_ACTIVITY_: Where does the word "once" appear in the data? Copy every line that holds it.

┌─ RECORDS FOR THE EXERCISE

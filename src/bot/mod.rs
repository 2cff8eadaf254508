//! The tenant SSO bot: offers sign-in on demand, welcomes users on install
//! and shows the identity carried by the exchanged token.

pub mod cards;
pub mod command;

use serde::Deserialize;
use serde_json::json;
use tracing::{debug, info, warn};
use uuid::Uuid;

use crate::botframework::activity::{Activity, ActivityType, InvokeResponse};
use crate::botframework::adapter::{Bot, TurnFuture};
use crate::botframework::token::decode_identity_token;
use crate::botframework::turn::TurnContext;
use crate::error::AppError;
use crate::subsystems::memory::{UserProfile, UserState};

use command::Command;

pub const SIGN_IN_TOKEN_EXCHANGE: &str = "signin/tokenExchange";
pub const UNKNOWN_COMMAND_REPLY: &str = "Sorry, I didn't recognise that command. Type 'sign in'";
pub const TOKEN_EXCHANGE_FAILURE_DETAIL: &str =
    "The bot is unable to exchange token. Proceed with regular login.";

/// Value of a `signin/tokenExchange` invoke.
#[derive(Debug, Default, Deserialize)]
#[serde(rename_all = "camelCase")]
struct TokenExchangeRequest {
    #[serde(default)]
    id: Option<String>,
    #[serde(default)]
    connection_name: Option<String>,
    #[serde(default)]
    token: Option<String>,
}

/// What to do with the stored profile once the turn has succeeded.
enum ProfileUpdate {
    Keep,
    Clear,
}

pub struct TenantSsoBot {
    user_state: UserState,
    connection_name: Option<String>,
}

impl TenantSsoBot {
    pub fn new(user_state: UserState, connection_name: Option<String>) -> Self {
        Self { user_state, connection_name }
    }

    async fn handle(&self, ctx: &mut TurnContext) -> Result<(), AppError> {
        let mut profile = self.user_state.load(ctx.activity())?;
        let loaded = profile.clone();

        let activity_type = ctx.activity().activity_type;
        let update = match activity_type {
            ActivityType::Message => {
                self.on_message(ctx).await?;
                ProfileUpdate::Keep
            }
            ActivityType::InstallationUpdate => self.on_installation_update(ctx, &mut profile).await?,
            ActivityType::Invoke => {
                self.on_invoke(ctx, &mut profile).await?;
                ProfileUpdate::Keep
            }
            other => {
                debug!(activity_type = ?other, "ignoring activity");
                ProfileUpdate::Keep
            }
        };

        match update {
            ProfileUpdate::Clear => self.user_state.clear(ctx.activity()),
            ProfileUpdate::Keep if profile != loaded => self.user_state.save(ctx.activity(), &profile),
            ProfileUpdate::Keep => Ok(()),
        }
    }

    async fn on_message(&self, ctx: &mut TurnContext) -> Result<(), AppError> {
        let text = ctx.activity().text_without_recipient_mention();
        match Command::parse(&text) {
            Command::SignIn => {
                let exchange_id = Uuid::new_v4().to_string();
                debug!(%exchange_id, "sending oauth card");
                let card = cards::oauth_card(self.connection_name.as_deref(), &exchange_id);
                ctx.send_activity(Activity::attachment(card)).await?;
            }
            Command::Unknown => {
                ctx.send_text(UNKNOWN_COMMAND_REPLY).await?;
            }
        }
        Ok(())
    }

    async fn on_installation_update(
        &self,
        ctx: &mut TurnContext,
        profile: &mut UserProfile,
    ) -> Result<ProfileUpdate, AppError> {
        let action = ctx.activity().action.clone().unwrap_or_default();
        match action.as_str() {
            "add" => {
                let card = cards::welcome_card(
                    ctx.activity().tenant_id(),
                    ctx.activity().from_aad_object_id(),
                );
                ctx.send_activity(Activity::attachment(card)).await?;
                profile.welcomed = true;
                Ok(ProfileUpdate::Keep)
            }
            "remove" | "remove-upgrade" => {
                info!(conversation_id = ?ctx.activity().conversation_id(), "bot uninstalled");
                Ok(ProfileUpdate::Clear)
            }
            other => {
                debug!(action = other, "ignoring installation update");
                Ok(ProfileUpdate::Keep)
            }
        }
    }

    async fn on_invoke(&self, ctx: &mut TurnContext, profile: &mut UserProfile) -> Result<(), AppError> {
        let name = ctx.activity().name.clone();
        match name.as_deref() {
            Some(SIGN_IN_TOKEN_EXCHANGE) => self.on_token_exchange(ctx, profile).await,
            name => {
                debug!(?name, "no handler for invoke");
                Ok(())
            }
        }
    }

    async fn on_token_exchange(&self, ctx: &mut TurnContext, profile: &mut UserProfile) -> Result<(), AppError> {
        let request: TokenExchangeRequest = match &ctx.activity().value {
            Some(value) => serde_json::from_value(value.clone())
                .map_err(|e| AppError::Token(format!("invalid token exchange request: {e}")))?,
            None => TokenExchangeRequest::default(),
        };
        let connection_name = request.connection_name.clone().or_else(|| self.connection_name.clone());

        let Some(token) = request.token.as_deref().filter(|t| !t.trim().is_empty()) else {
            debug!(id = ?request.id, "token exchange without a token");
            ctx.set_invoke_response(InvokeResponse::with_body(
                412,
                json!({
                    "id": request.id,
                    "connectionName": connection_name,
                    "failureDetail": TOKEN_EXCHANGE_FAILURE_DETAIL,
                }),
            ));
            return Ok(());
        };

        // Several clients may deliver the same exchange at once; only the
        // first to claim its id answers with the card.
        if let Some(id) = request.id.as_deref() {
            if !self.user_state.claim_token_exchange(ctx.activity(), id)? {
                debug!(id, "token exchange already claimed");
                ctx.set_invoke_response(InvokeResponse::ok());
                return Ok(());
            }
        }

        let result = self.complete_token_exchange(ctx, profile, token).await;
        if let (Err(_), Some(id)) = (&result, request.id.as_deref()) {
            if let Err(e) = self.user_state.release_token_exchange(ctx.activity(), id) {
                warn!(id, "failed to release token exchange claim: {e}");
            }
        }
        if result.is_ok() {
            profile.last_token_exchange_id = request.id;
        }
        result
    }

    async fn complete_token_exchange(
        &self,
        ctx: &mut TurnContext,
        profile: &mut UserProfile,
        token: &str,
    ) -> Result<(), AppError> {
        let claims = decode_identity_token(token)?;
        info!(tenant_id = ?claims.tid, "token exchange completed");

        let card = cards::post_sign_in_card(claims.tid.as_deref(), claims.oid.as_deref());
        ctx.send_activity(Activity::attachment(card)).await?;

        profile.tenant_id = claims.tid;
        profile.object_id = claims.oid;
        ctx.set_invoke_response(InvokeResponse::ok());
        Ok(())
    }
}

impl Bot for TenantSsoBot {
    fn on_turn<'a>(&'a self, ctx: &'a mut TurnContext) -> TurnFuture<'a> {
        Box::pin(self.handle(ctx))
    }
}
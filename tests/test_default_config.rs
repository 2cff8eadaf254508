//! The shipped config file must parse and match the built-in defaults.

use std::path::Path;
use std::time::Duration;

use tenant_sso_bot::config::{EnvOverrides, load_from};

#[test]
fn default_config_file_exists() {
    assert!(Path::new("config/default.toml").exists(), "config/default.toml missing");
}

#[test]
fn default_config_file_matches_builtin_defaults() {
    let overrides = EnvOverrides::default();
    let from_file = load_from(Some(Path::new("config/default.toml")), &overrides).unwrap();
    let builtin = load_from(None, &overrides).unwrap();

    assert_eq!(from_file.http.port, builtin.http.port);
    assert_eq!(from_file.http.host, builtin.http.host);
    assert_eq!(from_file.connector.scope, builtin.connector.scope);
    assert_eq!(from_file.auth.issuer, builtin.auth.issuer);
    assert_eq!(from_file.auth.clock_skew, Duration::from_secs(300));
    assert_eq!(from_file.typing.period, Duration::from_millis(2000));
    assert!(from_file.credentials.is_anonymous());
    assert_eq!(from_file.oauth_connection_name, None);
}
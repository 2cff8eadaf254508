//! Comms subsystem: the channels the bot is reachable on.
//!
//! Today that is the single HTTP channel. [`start`] spawns it through
//! [`spawn_components`] and returns immediately; the caller awaits the
//! returned handle.

pub mod http;

pub use http::{HttpChannel, HttpState, build_router};

use tokio_util::sync::CancellationToken;
use tracing::info;

use crate::config::Config;
use crate::subsystems::runtime::{Component, SubsystemHandle, spawn_components};

pub fn start(config: &Config, state: HttpState, shutdown: CancellationToken) -> SubsystemHandle {
    info!(bind_addr = %config.http.bind_addr(), "loading http channel");
    let components: Vec<Box<dyn Component>> = vec![Box::new(HttpChannel::new(
        "http0",
        config.http.bind_addr(),
        config.http.static_views_dir.clone(),
        state,
    ))];
    spawn_components(components, shutdown)
}
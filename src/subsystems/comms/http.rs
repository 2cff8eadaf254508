//! HTTP channel: the messaging endpoint the bot service posts activities to,
//! plus a health check and the static views used by the sign-in flow.
//!
//! ```text
//! POST /api/messages        activity in, invoke response out
//! GET  /api/health
//! GET  /StaticViews/*path   files under `http.static_views_dir`
//! ```

use std::path::{Path, PathBuf};
use std::sync::Arc;

use axum::{
    Json, Router,
    body::Bytes,
    extract::State,
    http::{HeaderMap, HeaderValue, StatusCode, header},
    response::{IntoResponse, Response},
    routing::{get, post},
};
use serde_json::json;
use tokio::net::TcpListener;
use tokio_util::sync::CancellationToken;
use tower_http::services::ServeDir;
use tower_http::set_header::SetResponseHeaderLayer;
use tracing::{debug, info, warn};

use crate::botframework::activity::Activity;
use crate::botframework::adapter::{Bot, BotAdapter, TurnOutcome};
use crate::error::AppError;
use crate::subsystems::runtime::{Component, ComponentFuture};

/// Router state. Cheap to clone.
#[derive(Clone)]
pub struct HttpState {
    pub bot_name: Arc<str>,
    pub adapter: Arc<BotAdapter>,
    pub bot: Arc<dyn Bot>,
}

impl HttpState {
    pub fn new(bot_name: &str, adapter: BotAdapter, bot: impl Bot + 'static) -> Self {
        Self {
            bot_name: Arc::from(bot_name),
            adapter: Arc::new(adapter),
            bot: Arc::new(bot),
        }
    }
}

pub fn build_router(state: HttpState, static_views_dir: &Path) -> Router {
    Router::new()
        .route("/api/messages", post(messages))
        .route("/api/health", get(health))
        .nest_service("/StaticViews", ServeDir::new(static_views_dir))
        .layer(SetResponseHeaderLayer::overriding(
            header::ACCESS_CONTROL_ALLOW_ORIGIN,
            HeaderValue::from_static("*"),
        ))
        .layer(SetResponseHeaderLayer::overriding(
            header::ACCESS_CONTROL_ALLOW_HEADERS,
            HeaderValue::from_static("X-Requested-With"),
        ))
        .with_state(state)
}

/// POST /api/messages
async fn messages(State(state): State<HttpState>, headers: HeaderMap, body: Bytes) -> Response {
    let activity: Activity = match serde_json::from_slice(&body) {
        Ok(a) => a,
        Err(e) => {
            debug!("rejecting malformed activity: {e}");
            return error_response(&AppError::BadRequest(format!("invalid activity: {e}")));
        }
    };

    let auth_header = headers.get(header::AUTHORIZATION).and_then(|v| v.to_str().ok());

    match state.adapter.process(auth_header, activity, state.bot.as_ref()).await {
        Ok(TurnOutcome::Accepted) => StatusCode::OK.into_response(),
        Ok(TurnOutcome::Invoke(response)) => {
            let status = StatusCode::from_u16(response.status).unwrap_or(StatusCode::INTERNAL_SERVER_ERROR);
            match response.body {
                Some(body) => (status, Json(body)).into_response(),
                None => status.into_response(),
            }
        }
        Err(e) => {
            warn!("activity rejected: {e}");
            error_response(&e)
        }
    }
}

/// GET /api/health
async fn health(State(state): State<HttpState>) -> Response {
    Json(json!({ "status": "ok", "bot": &*state.bot_name })).into_response()
}

fn error_response(err: &AppError) -> Response {
    let (status, code) = match err {
        AppError::Unauthorized(_) => (StatusCode::UNAUTHORIZED, "unauthorized"),
        AppError::BadRequest(_) => (StatusCode::BAD_REQUEST, "bad_request"),
        _ => (StatusCode::INTERNAL_SERVER_ERROR, "internal"),
    };
    (status, Json(json!({ "error": code, "message": err.to_string() }))).into_response()
}

// ── HttpChannel ───────────────────────────────────────────────────────────────

pub struct HttpChannel {
    channel_id: String,
    bind_addr: String,
    static_views_dir: PathBuf,
    state: HttpState,
}

impl HttpChannel {
    pub fn new(
        channel_id: impl Into<String>,
        bind_addr: impl Into<String>,
        static_views_dir: impl Into<PathBuf>,
        state: HttpState,
    ) -> Self {
        Self {
            channel_id: channel_id.into(),
            bind_addr: bind_addr.into(),
            static_views_dir: static_views_dir.into(),
            state,
        }
    }
}

impl Component for HttpChannel {
    fn id(&self) -> &str {
        &self.channel_id
    }

    fn run(self: Box<Self>, shutdown: CancellationToken) -> ComponentFuture {
        Box::pin(run_http(*self, shutdown))
    }
}

async fn run_http(channel: HttpChannel, shutdown: CancellationToken) -> Result<(), AppError> {
    let HttpChannel { channel_id, bind_addr, static_views_dir, state } = channel;
    let router = build_router(state, &static_views_dir);

    let listener = TcpListener::bind(&bind_addr)
        .await
        .map_err(|e| AppError::Comms(format!("http bind failed on {bind_addr}: {e}")))?;
    let port = listener.local_addr()?.port();

    info!(%channel_id, "Listening to {port}");

    axum::serve(listener, router)
        .with_graceful_shutdown(async move { shutdown.cancelled().await })
        .await
        .map_err(|e| AppError::Comms(format!("http server error: {e}")))?;

    info!(%channel_id, "http channel shut down");
    Ok(())
}
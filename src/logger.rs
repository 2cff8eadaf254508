//! Logging initialisation via tracing-subscriber.
//!
//! Call [`init`] once at startup, after the effective level is resolved from
//! CLI flags, config and environment.

use tracing::level_filters::LevelFilter;
use tracing_subscriber::EnvFilter;

use crate::error::AppError;

/// Initialise the global tracing subscriber, writing to stderr.
///
/// `level` is either a bare level (`"info"`) or a full filter directive
/// (`"tenant_sso_bot=debug,tower_http=info"`).
///
/// With `prefer_level` set (the level came from `-v` flags) `level` wins and
/// `RUST_LOG` is only consulted when `level` does not parse. Otherwise
/// `RUST_LOG` wins and `level` is the fallback.
pub fn init(level: &str, prefer_level: bool) -> Result<(), AppError> {
    let filter = if prefer_level {
        EnvFilter::try_new(level).or_else(|level_err| {
            EnvFilter::try_from_default_env().map_err(|env_err| {
                AppError::Logger(format!(
                    "invalid log level '{level}': {level_err}; RUST_LOG parse failed: {env_err}"
                ))
            })
        })?
    } else {
        EnvFilter::try_from_default_env()
            .or_else(|_| EnvFilter::try_new(level))
            .map_err(|e| AppError::Logger(format!("invalid log level '{level}': {e}")))?
    };

    tracing_subscriber::fmt()
        .with_env_filter(filter)
        .with_target(true)
        .with_writer(std::io::stderr)
        .try_init()
        .map_err(|e| AppError::Logger(format!("failed to set subscriber: {e}")))
}

/// Parse a bare level string. Used to validate the configured level before
/// the subscriber is installed.
pub fn parse_level(level: &str) -> Result<LevelFilter, AppError> {
    if level.trim().is_empty() {
        return Err(AppError::Logger("log level must not be empty".into()));
    }
    level
        .parse::<LevelFilter>()
        .map_err(|_| AppError::Logger(format!("unrecognised log level: '{level}'")))
}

└─

_RESULT BELOW_:
/// What to do with the stored profile once the turn has succeeded.
        // Several clients may deliver the same exchange at once; only the
//! Call [`init`] once at startup, after the effective level is resolved from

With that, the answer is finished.